A Radio Europa Livre,
agência de notícias vinculada à CIA, “esclarece” que o debate sobre o incremento
de ajuda militar ao regime de Kiev foi “intensificado” porque: “o governo
ucraniano (regime de Kiev) sofreu importantes derrotas militares nas últimas
semanas, o que tornou cada vez mais claro que o cessar fogo não funciona”.
Isto é, a junta
militar apoiada pelo ocidente está perdendo a guerra – apesar de já desfrutar
do apoio da OTAN e mesmo tendo supostamente reagrupado suas forças ofensivas
após o cessar fogo.
Além disso, o jornal The New York Times acrescenta outro
fator aos motivos pelos quais Washington agora quer a escalada da agenda
militar, que seja: as sanções econômicas impostas contra a Rússia “não dissuadiram”

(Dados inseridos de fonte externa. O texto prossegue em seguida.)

//! Toolkit for normalizing, recognizing, and deriving context-free
//! grammars: a Chomsky Normal Form rewrite pipeline, a CYK
//! membership/witness recognizer, a leftmost-derivation parse tree, and a
//! grammar-to-pushdown-automaton compiler.

#![deny(missing_docs,
        missing_copy_implementations,
        trivial_casts,
        trivial_numeric_casts,
        unused_import_braces,
        unused_qualifications)]

#![cfg_attr(test, deny(warnings))]

pub mod cnf;
pub mod cyk;
pub mod error;
pub mod grammar;
pub mod interactive;
pub mod letter;
pub mod pda;
pub mod rule;
pub mod text;
pub mod tree;

pub use error::CfgError;
pub use grammar::Grammar;
pub use letter::{Letter, Word};
pub use rule::Rule;
pub use tree::ParseTree;
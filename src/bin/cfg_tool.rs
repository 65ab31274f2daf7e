//! `cfg-tool`: reads a grammar description file, runs the actions named in
//! its `action` meta line, and writes one output file per action next to
//! the input, mirroring `examples/original_source/main.py`.
//!
//! Argument handling, output-path decoration, and the interactive REPL's
//! I/O loop are ambient plumbing around the library's core operations
//! (`spec.md` §1 calls these "out of scope"); this binary owns all of it
//! and never implements a derivation or normalization step itself.

use std::io::{self, BufRead, Write};
use std::path::{Path, PathBuf};
use std::process::ExitCode;

use cfg_tools::cnf;
use cfg_tools::cyk;
use cfg_tools::error::CfgError;
use cfg_tools::grammar::{Grammar, MinimalFormat};
use cfg_tools::interactive::InteractiveDriver;
use cfg_tools::pda;
use cfg_tools::text::{self, Mode};

fn main() -> ExitCode {
    env_logger::init();

    let mut args = std::env::args_os().skip(1);
    let Some(path_arg) = args.next() else {
        eprintln!("usage: cfg-tool <txt_path>");
        return ExitCode::FAILURE;
    };
    let path = PathBuf::from(path_arg);

    let text = match std::fs::read_to_string(&path) {
        Ok(text) => text,
        Err(err) => {
            eprintln!("failed to read {}: {}", path.display(), err);
            return ExitCode::FAILURE;
        }
    };

    log::info!("Parsing input file...");
    let document = match text::parse_document(&text) {
        Ok(document) => document,
        Err(CfgError::MissingFormat) => {
            println!("Format is unspecified! Include `format xxx` in the text file.");
            return ExitCode::FAILURE;
        }
        Err(err) => {
            eprintln!("{}", err);
            return ExitCode::FAILURE;
        }
    };
    log::info!("Parsing success!");

    if document.mode == Mode::Pda {
        for action in &document.actions {
            log::warn!("Unknown action '{}' for mode pda", action.to_lowercase());
        }
        return ExitCode::SUCCESS;
    }

    for action in &document.actions {
        let action = action.to_lowercase();
        log::info!("{}: Starting...", capitalize(&action));
        let outcome = run_action(&action, &document.grammar, &path);
        match outcome {
            ActionOutcome::Ran => log::info!("{}: Success!", capitalize(&action)),
            ActionOutcome::Unknown => {
                println!("Unknown action '{}' for mode cfg", action);
            }
            ActionOutcome::Skipped(reason) => {
                println!("{}", reason);
            }
        }
    }

    ExitCode::SUCCESS
}

fn capitalize(s: &str) -> String {
    let mut chars = s.chars();
    match chars.next() {
        None => String::new(),
        Some(first) => first.to_uppercase().collect::<String>() + chars.as_str(),
    }
}

enum ActionOutcome {
    Ran,
    Unknown,
    Skipped(String),
}

fn run_action(action: &str, grammar: &Grammar, original_path: &Path) -> ActionOutcome {
    match action {
        "clone" => clone_action(grammar, original_path, None),
        "clone_char" => clone_action(grammar, original_path, Some(MinimalFormat::Char)),
        "clone_spaced" => clone_action(grammar, original_path, Some(MinimalFormat::Spaced)),
        "clone_spaced!" => clone_action(grammar, original_path, Some(MinimalFormat::SpacedExclaim)),
        "latex" => latex_action(grammar, original_path),
        "cnf" => cnf_action(grammar, original_path),
        "pda" => pda_action(grammar, original_path),
        "cyk" => cyk_action(grammar, original_path),
        "interactive" => interactive_action(grammar, original_path),
        _ => ActionOutcome::Unknown,
    }
}

fn path_with_suffix(path: &Path, suffix: &str) -> PathBuf {
    let stem = path.file_stem().and_then(|s| s.to_str()).unwrap_or("output");
    let mut name = format!("{}_{}", stem, suffix);
    if let Some(ext) = path.extension().and_then(|s| s.to_str()) {
        name.push('.');
        name.push_str(ext);
    }
    path.with_file_name(name)
}

fn write_output(path: &Path, content: &str) -> ActionOutcome {
    match std::fs::write(path, content) {
        Ok(()) => ActionOutcome::Ran,
        Err(err) => ActionOutcome::Skipped(format!("failed to write {}: {}", path.display(), err)),
    }
}

fn clone_action(grammar: &Grammar, original_path: &Path, format: Option<MinimalFormat>) -> ActionOutcome {
    let format = format.unwrap_or_else(|| grammar.minimal_format());
    let output_path = path_with_suffix(original_path, "clone");
    let header = format!("mode cfg\nformat {}\naction\n\n", format);
    let content = header + &grammar.to_format(format);
    write_output(&output_path, &content)
}

fn latex_action(grammar: &Grammar, original_path: &Path) -> ActionOutcome {
    let output_path = path_with_suffix(original_path, "latex");
    write_output(&output_path, &grammar.to_latex())
}

fn cnf_action(grammar: &Grammar, original_path: &Path) -> ActionOutcome {
    if grammar.start_variable().is_none() {
        return ActionOutcome::Skipped(
            "Start variable required for this action!\nPlease define `start xxx` in the input file"
                .to_string(),
        );
    }
    log::debug!("Doing START, BIN, DEL, UNIT, TERM...");
    let trace = cnf::normalize(grammar);
    let final_grammar = trace.result();
    let final_content = format!(
        "{}\n\n{}",
        final_grammar.to_minimal_format_string(),
        final_grammar.to_latex()
    );
    let final_path = path_with_suffix(original_path, "cnf");
    let process_path = path_with_suffix(original_path, "cnf_process");
    if let ActionOutcome::Skipped(reason) = write_output(&process_path, &trace.to_report()) {
        return ActionOutcome::Skipped(reason);
    }
    write_output(&final_path, &final_content)
}

fn pda_action(grammar: &Grammar, original_path: &Path) -> ActionOutcome {
    if grammar.start_variable().is_none() {
        return ActionOutcome::Skipped(
            "Start variable required for this action!\nPlease define `start xxx` in the input file"
                .to_string(),
        );
    }
    let compiled = pda::compile(grammar);
    let output_path = path_with_suffix(original_path, "pda");
    write_output(&output_path, &compiled.to_text())
}

fn cyk_action(grammar: &Grammar, original_path: &Path) -> ActionOutcome {
    let stdin = io::stdin();
    let mut lines = stdin.lock().lines();
    println!("Input the word to test: (Format is 'spaced!')");
    let Some(Ok(line)) = lines.next() else {
        return ActionOutcome::Skipped("No input word provided for cyk action.".to_string());
    };
    let word = match text::word_spaced_exclaim(&line) {
        Ok(word) => word,
        Err(err) => return ActionOutcome::Skipped(format!("{}", err)),
    };

    let table = if word.is_empty() {
        None
    } else {
        Some(cyk::CykTable::fill(grammar, &word))
    };
    let pretty = table
        .as_ref()
        .map(|t| t.to_pretty_string())
        .unwrap_or_else(|| "(empty word: no table, checking directly for a nulling start rule)".to_string());
    println!("Processed CYK table!\n{}", pretty);

    let recognized = cyk::recognize(grammar, &word);
    let table_path = path_with_suffix(original_path, "cyk_table");
    if let ActionOutcome::Skipped(reason) = write_output(&table_path, &pretty) {
        return ActionOutcome::Skipped(reason);
    }

    if recognized {
        let Some(start) = grammar.start_variable() else {
            return ActionOutcome::Skipped(CfgError::MissingStartVariable.to_string());
        };
        println!("Start variable {} is in the final cell, creating parse tree...", start.name());
        match cyk::derive_witness(grammar, &word) {
            Some(tree) => {
                let derivation_path = path_with_suffix(original_path, "cyk_derivation");
                write_output(&derivation_path, &tree.string_derivation());
            }
            None => log::warn!("recognized word had no reconstructible witness"),
        }
    } else {
        println!(
            "Word is not recognized! Did you run CNF on the CFG yet?"
        );
    }
    ActionOutcome::Ran
}

fn interactive_action(grammar: &Grammar, original_path: &Path) -> ActionOutcome {
    let mut driver = match InteractiveDriver::new(grammar) {
        Ok(driver) => driver,
        Err(err) => return ActionOutcome::Skipped(format!("{}", err)),
    };

    let stdin = io::stdin();
    let mut lines = stdin.lock().lines();
    loop {
        println!("{}", driver.prompt_state());
        print!("Select a variable: (undo with 'u', quit with 'q')\n  > ");
        io::stdout().flush().ok();
        let Some(Ok(raw)) = lines.next() else { break };
        let choice = raw.trim().to_lowercase();
        match choice.as_str() {
            "q" => break,
            "u" => {
                if driver.undo().is_err() {
                    println!("Cannot undo!");
                }
            }
            _ => match choice.parse::<usize>() {
                Ok(index) => match driver.choices(index) {
                    Ok(rules) if rules.len() == 1 => {
                        driver.expand(index, 0).ok();
                    }
                    Ok(rules) => {
                        let mut sorted: Vec<(usize, String)> = rules
                            .iter()
                            .enumerate()
                            .map(|(i, r)| (i, r.to_string()))
                            .collect();
                        sorted.sort_by(|a, b| a.1.cmp(&b.1));
                        println!("Select a rule:");
                        for (i, (_, text)) in sorted.iter().enumerate() {
                            println!("{:>3}. {}", i, text);
                        }
                        print!("  > ");
                        io::stdout().flush().ok();
                        if let Some(Ok(rule_choice)) = lines.next() {
                            if let Ok(rule_index) = rule_choice.trim().parse::<usize>() {
                                if let Some(&(original_index, _)) = sorted.get(rule_index) {
                                    driver.expand(index, original_index).ok();
                                }
                            }
                        }
                    }
                    Err(err) => println!("{}", err),
                },
                Err(_) => println!("    Invalid input."),
            },
        }
    }

    let derivation_path = path_with_suffix(original_path, "interactive_derivation");
    write_output(&derivation_path, &driver.tree().string_derivation())
}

o governo do presidente Vladimir Putin. Ou como a porta voz do Departamento de
Estado Jan Psaki afirmou, a Rússia não “mudou seu comportamento”. O significado
é o seguinte: a Rússia se recusou a ficar de joelhos e adotar um comportamento
servil, confrontando as ambições hegemônicas globais de Washington.
Washington e seus
servis vassalos europeus começam a perceber que o seu esquema execrável para a
mudança de regime na Ucrânia corre o risco de dar em nada. Agora, Washington
está tentando salvar seu desastrado gambito para subjugar a Ucrânia e por
extensão a Rússia, através da escalada da aposta militar.
Mas Washington não
pode, sem riscos, aumentar abertamente seu envolvimento militar por razões
políticas adversas tanto nacional quanto internacionalmente. Os Estados Unidos
tem que ser muito cuidadosos para não deixar transparecer que já se encontra
envolvido militarmente até o pescoço na Ucrânia, da mesma forma que seus
parceiros da gang da OTAN.
Assim, Washington
prefere retratar a situação como a “defesa” do regime de Kiev, que dirige um
país que anela se juntar à União Europeia, que ama a democracia e que está
sendo hostilizado pelos insurgentes, os quais por sua vez não passariam de fantoches
travando uma guerra de procuração sob inspiração da Rússia.
As mentiras
sistemáticas que os Estados Unidos e a OTAN tem despejado durante meses sobre o
conflito na Ucrânia se refletem nessa linguagem e raciocínio tortuosos.
A singela verdade é
que a OTAN, liderada pelos Estados Unidos, está descaradamente escalando a
guerra na Ucrânia e dela participando. Pior: está perdendo a guerra desde seu
início. Não é por outra razão que agora Washington tenta realizar todas as
acrobacias retóricas na tentativa de enganar a população ocidental em concordar
com uma enorme escalada militar de “sua” guerra, sob o pretexto de fornecer “armas
letais defensivas”.
Finian Cunningham nasceu em Belfast,
Irlanda do Norte, em 1963. Especialista em política internacional. Autor de
artigos para várias publicações e comentarista de mídia. Recentemente foi
expulso do Bahrain (em 6/2011) por seu jornalismo crítico no qual destacou as
violações dos direitos humanos por parte do regime barahini apoiado pelo
Ocidente. É pós-graduado com mestrado em Química Agrícola e trabalhou como
editor científico da Royal Society of Chemistry, Cambridge,
Inglaterra, antes de seguir carreira no jornalismo. Também é músico e
compositor. Por muitos anos, trabalhou como editor e articulista nos meios de
comunicação tradicionais, incluindo os jornais Irish Times e The
Independent. Atualmente está baseado na África Oriental, onde escreve um
livro sobre o Bahrain e a Primavera Árabe.